#### TASK INPUTS ####

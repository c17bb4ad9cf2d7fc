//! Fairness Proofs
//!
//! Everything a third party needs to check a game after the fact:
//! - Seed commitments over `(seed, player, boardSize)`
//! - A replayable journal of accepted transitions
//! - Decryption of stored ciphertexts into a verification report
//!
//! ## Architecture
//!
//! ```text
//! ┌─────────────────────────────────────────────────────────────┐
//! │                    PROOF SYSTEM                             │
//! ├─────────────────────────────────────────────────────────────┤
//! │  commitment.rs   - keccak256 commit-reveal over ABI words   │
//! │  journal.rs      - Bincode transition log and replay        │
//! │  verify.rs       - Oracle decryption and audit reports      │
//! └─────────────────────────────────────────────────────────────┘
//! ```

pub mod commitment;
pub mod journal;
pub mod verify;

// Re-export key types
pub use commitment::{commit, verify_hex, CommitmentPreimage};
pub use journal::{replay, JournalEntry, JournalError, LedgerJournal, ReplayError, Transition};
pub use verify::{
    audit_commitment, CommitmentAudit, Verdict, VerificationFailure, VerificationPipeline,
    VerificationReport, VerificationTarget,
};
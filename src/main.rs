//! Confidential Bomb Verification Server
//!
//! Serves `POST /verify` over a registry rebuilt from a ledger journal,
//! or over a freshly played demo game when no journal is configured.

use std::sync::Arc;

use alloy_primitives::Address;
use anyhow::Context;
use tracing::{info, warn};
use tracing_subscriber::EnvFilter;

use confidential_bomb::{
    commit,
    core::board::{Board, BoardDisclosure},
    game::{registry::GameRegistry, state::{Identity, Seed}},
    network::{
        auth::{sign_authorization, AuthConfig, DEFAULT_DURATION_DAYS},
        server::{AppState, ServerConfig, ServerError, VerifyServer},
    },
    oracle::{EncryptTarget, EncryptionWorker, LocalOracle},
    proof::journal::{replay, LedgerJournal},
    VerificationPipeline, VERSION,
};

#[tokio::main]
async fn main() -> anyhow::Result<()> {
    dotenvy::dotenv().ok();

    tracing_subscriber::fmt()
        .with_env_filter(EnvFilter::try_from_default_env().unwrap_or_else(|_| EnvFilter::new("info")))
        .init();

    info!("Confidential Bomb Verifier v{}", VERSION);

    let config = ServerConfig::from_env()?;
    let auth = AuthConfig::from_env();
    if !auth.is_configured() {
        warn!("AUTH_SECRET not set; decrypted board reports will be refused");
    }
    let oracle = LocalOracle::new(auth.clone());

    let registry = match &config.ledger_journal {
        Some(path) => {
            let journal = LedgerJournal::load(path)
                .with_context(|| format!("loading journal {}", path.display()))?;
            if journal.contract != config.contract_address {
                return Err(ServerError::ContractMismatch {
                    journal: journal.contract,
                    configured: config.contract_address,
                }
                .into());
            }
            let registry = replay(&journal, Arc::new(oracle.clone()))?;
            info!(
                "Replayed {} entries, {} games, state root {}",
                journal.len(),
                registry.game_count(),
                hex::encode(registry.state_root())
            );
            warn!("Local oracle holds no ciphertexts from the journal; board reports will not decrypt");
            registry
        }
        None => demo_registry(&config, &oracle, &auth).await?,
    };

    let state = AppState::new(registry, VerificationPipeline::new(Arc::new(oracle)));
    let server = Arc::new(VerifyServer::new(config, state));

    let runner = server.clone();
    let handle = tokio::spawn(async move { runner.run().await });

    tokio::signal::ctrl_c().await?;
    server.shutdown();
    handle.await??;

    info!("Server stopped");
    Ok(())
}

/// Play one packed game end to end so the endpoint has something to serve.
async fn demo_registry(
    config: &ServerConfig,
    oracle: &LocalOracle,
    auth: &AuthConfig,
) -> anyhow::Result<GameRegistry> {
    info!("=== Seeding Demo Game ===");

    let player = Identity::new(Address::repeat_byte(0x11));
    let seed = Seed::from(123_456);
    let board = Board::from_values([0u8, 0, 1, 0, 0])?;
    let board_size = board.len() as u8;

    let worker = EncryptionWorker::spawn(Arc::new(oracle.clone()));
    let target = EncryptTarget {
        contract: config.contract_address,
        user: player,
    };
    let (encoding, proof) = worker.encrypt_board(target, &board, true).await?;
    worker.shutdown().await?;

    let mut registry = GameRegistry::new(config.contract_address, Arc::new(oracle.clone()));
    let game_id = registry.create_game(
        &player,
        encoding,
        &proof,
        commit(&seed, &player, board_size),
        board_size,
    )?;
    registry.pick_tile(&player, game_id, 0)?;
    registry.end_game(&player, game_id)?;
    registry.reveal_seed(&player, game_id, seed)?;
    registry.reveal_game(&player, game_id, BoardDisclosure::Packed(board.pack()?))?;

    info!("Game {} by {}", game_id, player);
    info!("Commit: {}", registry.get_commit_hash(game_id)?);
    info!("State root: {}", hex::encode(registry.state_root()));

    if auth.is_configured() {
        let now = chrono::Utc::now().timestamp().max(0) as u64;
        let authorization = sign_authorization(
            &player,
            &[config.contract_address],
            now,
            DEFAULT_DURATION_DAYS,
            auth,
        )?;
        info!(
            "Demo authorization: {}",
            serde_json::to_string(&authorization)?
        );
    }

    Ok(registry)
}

####

**REQUIREMENT**
Count the lines in these records that hold the string "ServerError". Only the number is wanted.

**FINAL ANSWER**
2